The selection of treatment tactics for SALV is based on theoretical assumptions. Therapy for patients suffering from SALV is associated with polypharmacy, as it should help simultaneously eliminate the phenomena of atrophy, hyperkeratosis, reduce microcirculatory disorders, inflammation, and improve the healing of erosions on the skin of the vulva and perineum. However, the inappropriate use of antiseptics, antibiotics, antiviral and other groups of drugs often increases the activity of the pathological process and the spread of SALV. In case of lichen sclerosus, long-term observation is necessary to prevent increasing scarring and early detection of malignant neoplasm, the risk of which is not great, but real. As a rule, treatment leads to long-term remission. Its absence is a reason to doubt the diagnosis. A possible complication is contact dermatitis as a reaction to local treatment or excessively careful hygiene, infection, or the development of vulvar cancer. The ineffectiveness of local corticosteroid therapy is often associated with a violation of the patient's regimen, including due to misunderstanding or the inability to fully apply the ointment due to obesity or arthritis. Scars can be painful.

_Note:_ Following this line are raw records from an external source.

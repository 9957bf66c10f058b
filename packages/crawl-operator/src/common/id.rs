//! Ids for the records the operator reads and writes.
//!
//! Every id is a uuid on the wire and in Postgres; the marker parameter only
//! exists so an org id cannot be passed where a crawl-config id is expected.

use serde::{Deserialize, Deserializer, Serialize, Serializer};
use std::fmt;
use std::hash::{Hash, Hasher};
use std::marker::PhantomData;
use uuid::Uuid;

#[repr(transparent)]
pub struct Id<T>(Uuid, PhantomData<fn() -> T>);

impl<T> Id<T> {
    pub fn new() -> Self {
        Self::from_uuid(Uuid::new_v4())
    }

    pub fn from_uuid(uuid: Uuid) -> Self {
        Self(uuid, PhantomData)
    }

    /// Parse the string form used in labels and CrawlJob specs.
    pub fn parse(value: &str) -> Result<Self, uuid::Error> {
        Uuid::parse_str(value).map(Self::from_uuid)
    }
}

impl<T> Default for Id<T> {
    fn default() -> Self {
        Self::new()
    }
}

// Manual impls: derives would put bounds on the marker type

impl<T> Clone for Id<T> {
    fn clone(&self) -> Self {
        *self
    }
}

impl<T> Copy for Id<T> {}

impl<T> PartialEq for Id<T> {
    fn eq(&self, other: &Self) -> bool {
        self.0 == other.0
    }
}

impl<T> Eq for Id<T> {}

impl<T> Hash for Id<T> {
    fn hash<H: Hasher>(&self, state: &mut H) {
        self.0.hash(state);
    }
}

impl<T> fmt::Debug for Id<T> {
    fn fmt(&self, f: &mut fmt::Formatter<'_>) -> fmt::Result {
        let marker = std::any::type_name::<T>().rsplit("::").next().unwrap_or("?");
        write!(f, "{}({})", marker, self.0)
    }
}

impl<T> fmt::Display for Id<T> {
    fn fmt(&self, f: &mut fmt::Formatter<'_>) -> fmt::Result {
        fmt::Display::fmt(&self.0, f)
    }
}

impl<T> Serialize for Id<T> {
    fn serialize<S: Serializer>(&self, serializer: S) -> Result<S::Ok, S::Error> {
        self.0.serialize(serializer)
    }
}

impl<'de, T> Deserialize<'de> for Id<T> {
    fn deserialize<D: Deserializer<'de>>(deserializer: D) -> Result<Self, D::Error> {
        Uuid::deserialize(deserializer).map(Self::from_uuid)
    }
}

// ============================================================================
// sqlx support
// ============================================================================

use sqlx::encode::IsNull;
use sqlx::error::BoxDynError;
use sqlx::postgres::{PgArgumentBuffer, PgTypeInfo, PgValueRef, Postgres};
use sqlx::{Decode, Encode, Type};

impl<T> Type<Postgres> for Id<T> {
    fn type_info() -> PgTypeInfo {
        <Uuid as Type<Postgres>>::type_info()
    }

    fn compatible(ty: &PgTypeInfo) -> bool {
        <Uuid as Type<Postgres>>::compatible(ty)
    }
}

impl<T> Encode<'_, Postgres> for Id<T> {
    fn encode_by_ref(&self, buf: &mut PgArgumentBuffer) -> Result<IsNull, BoxDynError> {
        <Uuid as Encode<Postgres>>::encode_by_ref(&self.0, buf)
    }
}

impl<T> Decode<'_, Postgres> for Id<T> {
    fn decode(value: PgValueRef<'_>) -> Result<Self, BoxDynError> {
        <Uuid as Decode<Postgres>>::decode(value).map(Self::from_uuid)
    }
}
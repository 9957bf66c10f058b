// Trait definitions for dependency injection
//
// These are INFRASTRUCTURE traits only - no reconciliation logic.
// The crawl state machine, admission and finalization live in the domains and
// only talk to the outside world through these traits.
//
// Naming convention: Base* for trait names (e.g., BaseProgressStore, BaseClusterClient)

use anyhow::Result;
use async_trait::async_trait;
use chrono::{DateTime, Utc};
use serde_json::Value;
use std::sync::Arc;

use crate::common::{CrawlConfigId, OrgId, UserId};
use crate::domains::crawl_jobs::models::{
    CrawlConfig, CrawlFile, CrawlRecordState, CrawlState, CrawlStats, Organization, User,
};
use crate::kernel::renderer::RenderRequest;

// =============================================================================
// Progress Store (per-crawl key/value + list store shared with the workers)
// =============================================================================

#[async_trait]
pub trait BaseProgressStore: Send + Sync {
    /// Round-trip to prove the store is reachable
    async fn ping(&self) -> Result<()>;

    /// Pop the head of a list; `None` once the list is empty
    async fn lpop(&self, key: &str) -> Result<Option<String>>;

    /// Inclusive range of a list, like redis `LRANGE`
    async fn lrange(&self, key: &str, start: isize, stop: isize) -> Result<Vec<String>>;

    async fn llen(&self, key: &str) -> Result<u64>;

    async fn scard(&self, key: &str) -> Result<u64>;

    /// Read a numeric counter; missing keys read as zero
    async fn get_counter(&self, key: &str) -> Result<u64>;

    /// Increment a counter and return the new value
    async fn incr_by(&self, key: &str, delta: u64) -> Result<u64>;

    async fn set(&self, key: &str, value: &str) -> Result<()>;

    /// Set only if the key does not exist yet; true when this call set it
    async fn set_nx(&self, key: &str, value: &str) -> Result<bool>;

    async fn hvals(&self, key: &str) -> Result<Vec<String>>;

    async fn hget(&self, key: &str, field: &str) -> Result<Option<String>>;
}

/// Opens a handle to the progress store of one crawl.
#[async_trait]
pub trait BaseProgressStoreConnector: Send + Sync {
    async fn connect(&self, url: &str) -> Result<Arc<dyn BaseProgressStore>>;
}

// =============================================================================
// Metadata Store (durable crawl, config, collection and org records)
// =============================================================================

#[async_trait]
pub trait BaseMetadataStore: Send + Sync {
    /// Write the new state unless the record already has it.
    /// Returns true when the record changed.
    async fn update_crawl_state_if_changed(
        &self,
        crawl_id: &str,
        state: CrawlState,
        finished: Option<DateTime<Utc>>,
        stats: Option<CrawlStats>,
    ) -> Result<bool>;

    async fn get_crawl_state(&self, crawl_id: &str) -> Result<Option<CrawlRecordState>>;

    async fn add_crawl_file(&self, crawl_id: &str, file: &CrawlFile) -> Result<()>;

    async fn add_crawl_errors(&self, crawl_id: &str, errors: &[String]) -> Result<()>;

    /// Refresh the crawl-config's last-crawl fields and running totals
    async fn stats_recompute_last(
        &self,
        cid: CrawlConfigId,
        files_added_size: u64,
        inc_crawls: i64,
    ) -> Result<()>;

    /// Add the crawl to every collection its crawl-config auto-adds to
    async fn add_successful_crawl_to_collections(
        &self,
        crawl_id: &str,
        cid: CrawlConfigId,
    ) -> Result<()>;

    /// Accrue execution seconds to the org under a `YYYY-MM` bucket
    async fn inc_org_exec_seconds(&self, oid: OrgId, seconds: i64, month: &str) -> Result<()>;

    async fn get_crawl_config(&self, cid: CrawlConfigId) -> Result<Option<CrawlConfig>>;

    async fn get_org(&self, oid: OrgId) -> Result<Option<Organization>>;

    async fn get_user(&self, id: UserId) -> Result<Option<User>>;
}

// =============================================================================
// Quota Oracle
// =============================================================================

#[async_trait]
pub trait BaseQuotaOracle: Send + Sync {
    /// Concurrent crawl limit for an org; zero means unlimited
    async fn max_concurrent_crawls(&self, oid: OrgId) -> Result<u32>;
}

// =============================================================================
// Crawl Creation
// =============================================================================

#[async_trait]
pub trait BaseCrawlCreator: Send + Sync {
    /// Insert the crawl record for a new run of a crawl-config.
    /// Returns false when a record with this id already exists.
    async fn add_new_crawl(
        &self,
        crawl_id: &str,
        config: &CrawlConfig,
        user: &User,
        manual: bool,
    ) -> Result<bool>;
}

// =============================================================================
// Cluster Client (deletes the controller will not delete for us)
// =============================================================================

#[async_trait]
pub trait BaseClusterClient: Send + Sync {
    async fn delete_crawl_job(&self, crawl_id: &str) -> Result<()>;

    /// Delete every volume claim labelled with the crawl id
    async fn delete_pvcs(&self, crawl_id: &str) -> Result<()>;

    async fn delete_profile_browser(&self, browser_id: &str) -> Result<()>;
}

// =============================================================================
// Resource Renderer (parameters in, child resource descriptors out)
// =============================================================================

pub trait BaseResourceRenderer: Send + Sync {
    fn render(&self, request: &RenderRequest) -> Result<Vec<Value>>;
}
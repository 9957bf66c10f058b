//! Kubernetes-style timestamps.
//!
//! Resources carry RFC 3339 timestamps with second precision and a literal
//! `Z` suffix (`2024-03-01T12:00:00Z`).

use chrono::{DateTime, SecondsFormat, SubsecRound, Utc};

/// Current time truncated to whole seconds, matching what round-trips
/// through a resource status.
pub fn dt_now() -> DateTime<Utc> {
    Utc::now().trunc_subsecs(0)
}

pub fn to_k8s_date(dt: DateTime<Utc>) -> String {
    dt.to_rfc3339_opts(SecondsFormat::Secs, true)
}

/// Parses a resource timestamp; `None` for missing or unparseable values.
pub fn from_k8s_date(value: Option<&str>) -> Option<DateTime<Utc>> {
    let value = value?.trim();
    if value.is_empty() {
        return None;
    }
    DateTime::parse_from_rfc3339(value)
        .ok()
        .map(|dt| dt.with_timezone(&Utc))
}
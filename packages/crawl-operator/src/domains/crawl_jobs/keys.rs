//! Progress-store key schema shared with the crawler workers.
//!
//! Keys live in a store dedicated to one crawl, so most are not prefixed;
//! the ones that are use the crawl id as prefix.

/// List of JSON blobs pushed by workers when a file is finished
pub const DONE_MAILBOX: &str = "crawls-done";

pub const FILES_ADDED: &str = "filesAdded";
pub const FILES_ADDED_SIZE: &str = "filesAddedSize";

/// Set once the error list has been copied to the metadata store
pub const ERRORS_EXPORTED: &str = "errors-exported";

/// Stop flag read by older crawler releases
pub const LEGACY_STOP: &str = "crawl-stop";

/// Hash of crawl id to bytes written so far
pub const CRAWL_SIZE: &str = "crawl-size";

/// Hash of worker ordinal to terminal marker (`done` / `failed`)
pub fn worker_status(crawl_id: &str) -> String {
    format!("{}:status", crawl_id)
}

pub fn stopping(crawl_id: &str) -> String {
    format!("{}:stopping", crawl_id)
}

pub fn errors(crawl_id: &str) -> String {
    format!("{}:e", crawl_id)
}

/// List with one entry per finished page
pub fn pages_done(crawl_id: &str) -> String {
    format!("{}:d", crawl_id)
}

/// Set of every page seen so far
pub fn pages_found(crawl_id: &str) -> String {
    format!("{}:s", crawl_id)
}

#[cfg(test)]
mod tests {
    use super::*;

    #[test]
    fn prefixed_keys() {
        assert_eq!(worker_status("abc"), "abc:status");
        assert_eq!(stopping("abc"), "abc:stopping");
        assert_eq!(errors("abc"), "abc:e");
        assert_eq!(pages_done("abc"), "abc:d");
        assert_eq!(pages_found("abc"), "abc:s");
    }
}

According to the European guideline for the management of vulval conditions 2016, patients with VALV require treatment [21]. About 10% of patients are not pruritic but have clinical signs of lichen sclerosus and should also be treated (IV, C).

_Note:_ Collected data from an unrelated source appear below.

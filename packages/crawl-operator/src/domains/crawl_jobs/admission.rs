//! Per-org concurrency limits for starting crawls.

use tracing::{info, warn};

use crate::domains::crawl_jobs::finalizer::set_state;
use crate::domains::crawl_jobs::models::{
    crawl_job_state, object_name, CrawlSpec, CrawlState, CrawlStatus, ResourceMap, CRAWL_JOB,
};
use crate::kernel::OperatorDeps;

/// Whether the crawl named `name` may start, given the org's sibling jobs.
///
/// Siblings that already reached a terminal state do not count. The rest are
/// ranked in the order the controller listed them, not by creation time;
/// admission is re-checked every cycle so the ranking only has to converge.
pub fn admits(quota: u32, name: &str, siblings: &ResourceMap) -> bool {
    if quota == 0 {
        return true;
    }

    if siblings.count(CRAWL_JOB) <= quota as usize {
        return true;
    }

    let mut rank: usize = 0;
    for (key, job) in siblings.of_kind(CRAWL_JOB) {
        if crawl_job_state(job).is_some_and(|state| state.is_terminal()) {
            continue;
        }

        let job_name = object_name(job).unwrap_or(key.as_str());
        if job_name == name {
            return rank < quota as usize;
        }
        rank += 1;
    }

    false
}

/// Admission check for a pending crawl.
///
/// Denied crawls move to `waiting_org_limit`. When the quota cannot be read
/// the crawl simply stays where it is until the next cycle.
pub async fn can_start_new(
    deps: &OperatorDeps,
    spec: &CrawlSpec,
    name: &str,
    related: &ResourceMap,
    status: &mut CrawlStatus,
) -> bool {
    let quota = match deps.quotas.max_concurrent_crawls(spec.oid).await {
        Ok(quota) => quota,
        Err(e) => {
            warn!(crawl_id = %spec.id, error = %e, "cannot read crawl quota, will retry");
            return false;
        }
    };

    if admits(quota, name, related) {
        return true;
    }

    info!(crawl_id = %spec.id, oid = %spec.oid, quota, "org crawl limit reached");
    if let Err(e) = set_state(deps, &spec.id, status, CrawlState::WaitingOrgLimit, None, None).await
    {
        warn!(crawl_id = %spec.id, error = %e, "failed to record waiting state");
    }
    false
}
//! Test harness around the in-memory dependencies.
//!
//! Each test gets fresh fakes; nothing is shared between tests.

use operator_core::domains::crawl_jobs::models::CrawlState;
use operator_core::kernel::test_dependencies::{
    TestClusterClient, TestMetadataStore, TestProgressStore,
};
use operator_core::kernel::{OperatorDeps, TestDependencies};
use std::sync::Once;

use super::CrawlFixture;

static TRACING: Once = Once::new();

/// Honor RUST_LOG when running tests with `--nocapture`.
fn init_tracing() {
    TRACING.call_once(|| {
        let _ = tracing_subscriber::fmt()
            .with_env_filter(tracing_subscriber::EnvFilter::from_default_env())
            .with_test_writer()
            .try_init();
    });
}

pub struct TestHarness {
    pub test: TestDependencies,
    pub deps: OperatorDeps,
}

impl TestHarness {
    pub fn new() -> Self {
        Self::with_dependencies(TestDependencies::new())
    }

    pub fn with_dependencies(test: TestDependencies) -> Self {
        init_tracing();
        let deps = test.into_deps();
        Self { test, deps }
    }

    /// Harness with a crawl record already in `state`
    pub fn with_crawl(crawl: &CrawlFixture, state: CrawlState) -> Self {
        let metadata = TestMetadataStore::new()
            .with_crawl(&crawl.id, state)
            .with_config(crawl.crawl_config())
            .with_org(crawl.org(0))
            .with_user(crawl.user());
        Self::with_dependencies(TestDependencies::new().mock_metadata(metadata))
    }

    pub fn metadata(&self) -> &TestMetadataStore {
        &self.test.metadata
    }

    pub fn progress(&self) -> &TestProgressStore {
        self.test.progress_store()
    }

    pub fn cluster(&self) -> &TestClusterClient {
        &self.test.cluster
    }

    /// Wait for every background task started so far
    pub async fn settle(&self) {
        self.deps.tasks.wait_idle().await;
    }
}

impl Default for TestHarness {
    fn default() -> Self {
        Self::new()
    }
}
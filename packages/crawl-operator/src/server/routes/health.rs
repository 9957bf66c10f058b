use axum::Json;
use serde_json::{json, Value};

/// Liveness probe; answers as long as the process serves requests.
pub async fn health_handler() -> Json<Value> {
    Json(json!({}))
}
// =============================================================================
// Test Metadata Store
// =============================================================================

/// A crawl record as the fake metadata store keeps it.
#[derive(Debug, Clone, Default)]
pub struct TestCrawlRecord {
    pub cid: Option<CrawlConfigId>,
    pub state: CrawlState,
    pub finished: Option<DateTime<Utc>>,
    pub stats: Option<CrawlStats>,
    pub files: Vec<CrawlFile>,
    pub errors: Vec<String>,
    pub manual: bool,
}

#[derive(Default)]
struct MetadataState {
    failing: bool,
    crawls: HashMap<String, TestCrawlRecord>,
    configs: HashMap<CrawlConfigId, CrawlConfig>,
    orgs: HashMap<OrgId, Organization>,
    users: HashMap<UserId, User>,
    quotas: HashMap<OrgId, u32>,
    state_writes: Vec<(String, CrawlState)>,
    stats_recomputes: Vec<(CrawlConfigId, u64, i64)>,
    collection_adds: Vec<(String, CrawlConfigId)>,
    exec_seconds: Vec<(OrgId, i64, String)>,
    created: Vec<String>,
}

#[derive(Clone, Default)]
pub struct TestMetadataStore {
    state: Arc<Mutex<MetadataState>>,
}

impl TestMetadataStore {
    pub fn new() -> Self {
        Self::default()
    }

    /// Make every call fail, as if the database were down
    pub fn set_failing(&self, failing: bool) {
        self.state.lock().unwrap().failing = failing;
    }

    pub fn with_crawl(self, crawl_id: &str, state: CrawlState) -> Self {
        self.state.lock().unwrap().crawls.insert(
            crawl_id.to_string(),
            TestCrawlRecord {
                state,
                ..Default::default()
            },
        );
        self
    }

    pub fn with_finished_crawl(self, crawl_id: &str, state: CrawlState, at: DateTime<Utc>) -> Self {
        self.state.lock().unwrap().crawls.insert(
            crawl_id.to_string(),
            TestCrawlRecord {
                state,
                finished: Some(at),
                ..Default::default()
            },
        );
        self
    }

    pub fn with_config(self, config: CrawlConfig) -> Self {
        self.state.lock().unwrap().configs.insert(config.id, config);
        self
    }

    pub fn with_org(self, org: Organization) -> Self {
        let mut state = self.state.lock().unwrap();
        state
            .quotas
            .insert(org.id, org.max_concurrent_crawls.max(0) as u32);
        state.orgs.insert(org.id, org);
        drop(state);
        self
    }

    pub fn with_user(self, user: User) -> Self {
        self.state.lock().unwrap().users.insert(user.id, user);
        self
    }

    pub fn with_quota(self, oid: OrgId, max_concurrent_crawls: u32) -> Self {
        self.state
            .lock()
            .unwrap()
            .quotas
            .insert(oid, max_concurrent_crawls);
        self
    }

    pub fn crawl(&self, crawl_id: &str) -> Option<TestCrawlRecord> {
        self.state.lock().unwrap().crawls.get(crawl_id).cloned()
    }

    /// Every state write attempted, changed or not
    pub fn state_writes(&self) -> Vec<(String, CrawlState)> {
        self.state.lock().unwrap().state_writes.clone()
    }

    pub fn stats_recomputes(&self) -> Vec<(CrawlConfigId, u64, i64)> {
        self.state.lock().unwrap().stats_recomputes.clone()
    }

    pub fn collection_adds(&self) -> Vec<(String, CrawlConfigId)> {
        self.state.lock().unwrap().collection_adds.clone()
    }

    pub fn exec_seconds(&self) -> Vec<(OrgId, i64, String)> {
        self.state.lock().unwrap().exec_seconds.clone()
    }

    /// Crawl ids created through `add_new_crawl`
    pub fn created_crawls(&self) -> Vec<String> {
        self.state.lock().unwrap().created.clone()
    }

    fn check(&self) -> Result<std::sync::MutexGuard<'_, MetadataState>> {
        let state = self.state.lock().unwrap();
        if state.failing {
            bail!("metadata store unreachable");
        }
        Ok(state)
    }
}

In recent years, there has been a debate among specialists about the need to continue further treatment while relieving the initial symptoms. This is due to the fact that there is no data on disease activity at that time. However, it is indicated that SALV can progress further and lead to scarring, despite the lack of symptoms after prophylactic treatment, patients are indicated for continuous therapy for many years to prevent progression (IV, C).

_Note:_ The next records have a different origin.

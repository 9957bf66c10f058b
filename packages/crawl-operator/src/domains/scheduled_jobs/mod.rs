//! Scheduled jobs domain - cron triggers that start crawls

pub mod models;
pub mod reconciler;

pub use models::{TriggerSyncRequest, TriggerSyncResponse};
pub use reconciler::sync_scheduled_trigger;
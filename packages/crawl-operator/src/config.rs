use anyhow::{Context, Result};
use dotenvy::dotenv;
use std::env;
use std::str::FromStr;
use std::time::Duration;

/// Seconds a finished crawl job lingers before its resource is deleted.
pub const DEFAULT_TTL_SECS: i64 = 30;

/// Application configuration loaded from environment variables
#[derive(Debug, Clone)]
pub struct Config {
    pub database_url: String,
    pub port: u16,
    pub kubernetes_api_url: String,
    pub operator: OperatorParams,
}

/// Parameters shared by every reconciliation cycle.
///
/// Loaded once at startup and handed to the reconcilers by value; nothing
/// in here changes while the process runs.
#[derive(Debug, Clone)]
pub struct OperatorParams {
    pub namespace: String,
    /// Progress store address; `{id}` and `{namespace}` are substituted.
    pub redis_url_template: String,
    pub crawler_image: String,
    pub crawler_pull_policy: String,
    pub crawler_cpu: String,
    pub crawler_memory: String,
    pub crawler_storage: String,
    pub redis_image: String,
    pub redis_storage: String,
    pub storage_class: Option<String>,
    pub profile_browser_image: String,
    pub default_ttl_secs: i64,
    pub progress_store_timeout: Duration,
    pub progress_store_connect_attempts: u32,
}

impl Default for OperatorParams {
    fn default() -> Self {
        Self {
            namespace: "crawlers".to_string(),
            redis_url_template:
                "redis://redis-{id}-0.redis-{id}.{namespace}.svc.cluster.local/0".to_string(),
            crawler_image: "webrecorder/browsertrix-crawler:latest".to_string(),
            crawler_pull_policy: "IfNotPresent".to_string(),
            crawler_cpu: "800m".to_string(),
            crawler_memory: "1Gi".to_string(),
            crawler_storage: "22Gi".to_string(),
            redis_image: "redis".to_string(),
            redis_storage: "3Gi".to_string(),
            storage_class: None,
            profile_browser_image: "webrecorder/browsertrix-crawler:latest".to_string(),
            default_ttl_secs: DEFAULT_TTL_SECS,
            progress_store_timeout: Duration::from_millis(2000),
            progress_store_connect_attempts: 3,
        }
    }
}

impl OperatorParams {
    /// Load operator parameters from the environment, falling back to defaults.
    pub fn from_env() -> Result<Self> {
        let defaults = Self::default();

        Ok(Self {
            namespace: env_or("CRAWLER_NAMESPACE", defaults.namespace),
            redis_url_template: env_or("REDIS_URL_TEMPLATE", defaults.redis_url_template),
            crawler_image: env_or("CRAWLER_IMAGE", defaults.crawler_image),
            crawler_pull_policy: env_or("CRAWLER_PULL_POLICY", defaults.crawler_pull_policy),
            crawler_cpu: env_or("CRAWLER_CPU", defaults.crawler_cpu),
            crawler_memory: env_or("CRAWLER_MEMORY", defaults.crawler_memory),
            crawler_storage: env_or("CRAWLER_STORAGE", defaults.crawler_storage),
            redis_image: env_or("REDIS_IMAGE", defaults.redis_image),
            redis_storage: env_or("REDIS_STORAGE", defaults.redis_storage),
            storage_class: env::var("STORAGE_CLASS").ok().filter(|s| !s.is_empty()),
            profile_browser_image: env_or(
                "PROFILE_BROWSER_IMAGE",
                defaults.profile_browser_image,
            ),
            default_ttl_secs: parse_env("DEFAULT_TTL_SECS", defaults.default_ttl_secs)
                .context("DEFAULT_TTL_SECS must be a number of seconds")?,
            progress_store_timeout: Duration::from_millis(
                parse_env("PROGRESS_STORE_TIMEOUT_MS", 2000u64)
                    .context("PROGRESS_STORE_TIMEOUT_MS must be a number of milliseconds")?,
            ),
            progress_store_connect_attempts: parse_env(
                "PROGRESS_STORE_CONNECT_ATTEMPTS",
                defaults.progress_store_connect_attempts,
            )
            .context("PROGRESS_STORE_CONNECT_ATTEMPTS must be a positive number")?
            .max(1),
        })
    }

    /// Address of the progress store that belongs to one crawl job.
    pub fn redis_url(&self, crawl_id: &str) -> String {
        self.redis_url_template
            .replace("{id}", crawl_id)
            .replace("{namespace}", &self.namespace)
    }
}

impl Config {
    /// Load configuration from environment variables
    pub fn from_env() -> Result<Self> {
        // Load .env file if present (development)
        let _ = dotenv();

        Ok(Self {
            database_url: env::var("DATABASE_URL").context("DATABASE_URL must be set")?,
            port: env::var("PORT")
                .unwrap_or_else(|_| "8080".to_string())
                .parse()
                .context("PORT must be a valid number")?,
            kubernetes_api_url: env_or(
                "KUBERNETES_API_URL",
                "https://kubernetes.default.svc".to_string(),
            ),
            operator: OperatorParams::from_env()?,
        })
    }
}

fn env_or(name: &str, default: String) -> String {
    env::var(name).ok().filter(|v| !v.is_empty()).unwrap_or(default)
}

fn parse_env<T: FromStr>(name: &str, default: T) -> Result<T>
where
    T::Err: std::error::Error + Send + Sync + 'static,
{
    match env::var(name) {
        Ok(value) if !value.is_empty() => Ok(value.parse()?),
        _ => Ok(default),
    }
}

#[cfg(test)]
mod tests {
    use super::*;

    #[test]
    fn redis_url_substitutes_id_and_namespace() {
        let params = OperatorParams {
            namespace: "crawls".to_string(),
            ..Default::default()
        };
        assert_eq!(
            params.redis_url("abc"),
            "redis://redis-abc-0.redis-abc.crawls.svc.cluster.local/0"
        );
    }

    #[test]
    fn defaults_fail_fast() {
        let params = OperatorParams::default();
        assert_eq!(params.default_ttl_secs, DEFAULT_TTL_SECS);
        assert!(params.progress_store_timeout <= Duration::from_secs(5));
        assert!(params.progress_store_connect_attempts >= 1);
    }
}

A 5-year follow-up period showed that continuous treatment with an individually selected corticosteroid prevented the progression of symptoms, further scarring and the development of carcinoma, respectively, in 58% of cases versus 93.3%, 40% versus 3.4%, and 0% versus 4. 7% [21].

One of the representatives of the modern generation of TCS is the domestic combination drug for external use - tetraderm (Table 2).


Table 2. Composition of tetraderma cream for external use According to its pharmacological action, it has anti-inflammatory, antibacterial, wound-healing, antifungal, and glucocorticoid effects.

Pharmacodynamics

The activity of the drug is due to the pharmacological properties of the components included in its composition.

Gentamicin is a broad-spectrum antibiotic from the aminoglycoside group. Has a bactericidal effect, active against gram-negative microorganisms: Pseudomonas aeruginosa, Aerobacter aerogenes, Escherichia coli, Proteus vulgaris, Klebsiella pneumoniae

;
gram-positive microorganisms: Staphylococcus aureus
(coagulase-positive, coagulase-negative and some strains producing penicillinase).

Dexpanthenol is a derivative of pantothenic acid. Stimulates skin regeneration, normalizes cellular metabolism, accelerates mitosis and increases the strength of collagen fibers. Penetrates into all layers of the skin. It has a weak anti-inflammatory effect.

Mometasone is a synthetic CS that has a local anti-inflammatory, antipruritic and anti-exudative effect, induces the release of proteins that inhibit phospholipase A2 and lipocortins, which control the biosynthesis of inflammatory mediators (prostaglandins and leukotrienes, cellular inflammatory mediators) by inhibiting the release of their common precursor - arachidonic acid.

Econazole is a synthetic imidazole derivative. It has an antifungal and antibacterial effect, inhibits the biosynthesis of ergosterol, which regulates the permeability of the cell wall of microorganisms. It is easily soluble in lipids and penetrates well into tissues; it is active against dermatophytes Trichophyton, Microsporum, Epidermophyton,

yeast-like fungi of the genus
Candida, Corynebacterium minutissimum,
as well as
Malassezia furfur (Pityrosporum orbiculare)
, which causes pityriasis versicolor, and some gram-positive bacteria (streptococci, staphylococci).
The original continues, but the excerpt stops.